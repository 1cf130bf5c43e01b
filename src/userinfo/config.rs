//! Client configuration, read from an optional JSON file.
//!
//! Every key has a default and unknown keys are rejected, so a typo in the file
//! is an error rather than a silently ignored setting.
//!
//! | Key | Default | Description |
//! |-----|---------|-------------|
//! | `color` | `auto` | `auto`, `always` or `never` |
//! | `max_cell_width` | `32` | Table cells longer than this are truncated |
//! | `log_level` | `warn` | Log filter used when no `-v` flag is given |
//! | `prompt` | `userinfo> ` | Interactive prompt |

use crate::error::{Result, UserInfoError};
use serde::{Deserialize, Serialize};
use std::fmt;
use std::fs;
use std::path::Path;
use std::str::FromStr;

const DEFAULT_MAX_CELL_WIDTH: usize = 32;
const DEFAULT_LOG_LEVEL: &str = "warn";
const DEFAULT_PROMPT: &str = "userinfo> ";

#[derive(Debug, Clone, Copy, PartialEq, Eq, Default, Serialize, Deserialize)]
#[serde(rename_all = "lowercase")]
pub enum ColorChoice {
    #[default]
    Auto,
    Always,
    Never,
}

impl FromStr for ColorChoice {
    type Err = String;

    fn from_str(s: &str) -> std::result::Result<Self, Self::Err> {
        match s.trim().to_ascii_lowercase().as_str() {
            "auto" => Ok(ColorChoice::Auto),
            "always" => Ok(ColorChoice::Always),
            "never" => Ok(ColorChoice::Never),
            other => Err(format!(
                "unknown color choice '{}' (expected auto, always or never)",
                other
            )),
        }
    }
}

impl fmt::Display for ColorChoice {
    fn fmt(&self, f: &mut fmt::Formatter<'_>) -> fmt::Result {
        let s = match self {
            ColorChoice::Auto => "auto",
            ColorChoice::Always => "always",
            ColorChoice::Never => "never",
        };
        f.write_str(s)
    }
}

#[derive(Debug, Clone, PartialEq, Eq, Serialize, Deserialize)]
#[serde(deny_unknown_fields)]
pub struct AppConfig {
    #[serde(default)]
    pub color: ColorChoice,

    #[serde(default = "default_max_cell_width")]
    pub max_cell_width: usize,

    #[serde(default = "default_log_level")]
    pub log_level: String,

    #[serde(default = "default_prompt")]
    pub prompt: String,
}

fn default_max_cell_width() -> usize {
    DEFAULT_MAX_CELL_WIDTH
}

fn default_log_level() -> String {
    DEFAULT_LOG_LEVEL.to_string()
}

fn default_prompt() -> String {
    DEFAULT_PROMPT.to_string()
}

impl Default for AppConfig {
    fn default() -> Self {
        Self {
            color: ColorChoice::default(),
            max_cell_width: DEFAULT_MAX_CELL_WIDTH,
            log_level: default_log_level(),
            prompt: default_prompt(),
        }
    }
}

impl AppConfig {
    /// Loads the config at `path`. Unlike an absent `--config`, a path that
    /// can't be read is an error.
    pub fn load<P: AsRef<Path>>(path: P) -> Result<Self> {
        let path = path.as_ref();
        let content = fs::read_to_string(path)
            .map_err(|e| UserInfoError::Config(format!("{}: {}", path.display(), e)))?;
        Self::from_json(&content)
            .map_err(|e| UserInfoError::Config(format!("{}: {}", path.display(), e)))
    }

    pub fn from_json(content: &str) -> Result<Self> {
        let config: AppConfig = serde_json::from_str(content)?;
        if config.max_cell_width < 2 {
            return Err(UserInfoError::Config(format!(
                "max_cell_width must be at least 2, got {}",
                config.max_cell_width
            )));
        }
        Ok(config)
    }
}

────────────────────

### WORK REQUIRED
Among the records above, which lines hold the word "warn"? Copy each one.

### COMPLETED EXERCISE
//! | `log_level` | `warn` | Log filter used when no `-v` flag is given |
const DEFAULT_LOG_LEVEL: &str = "warn";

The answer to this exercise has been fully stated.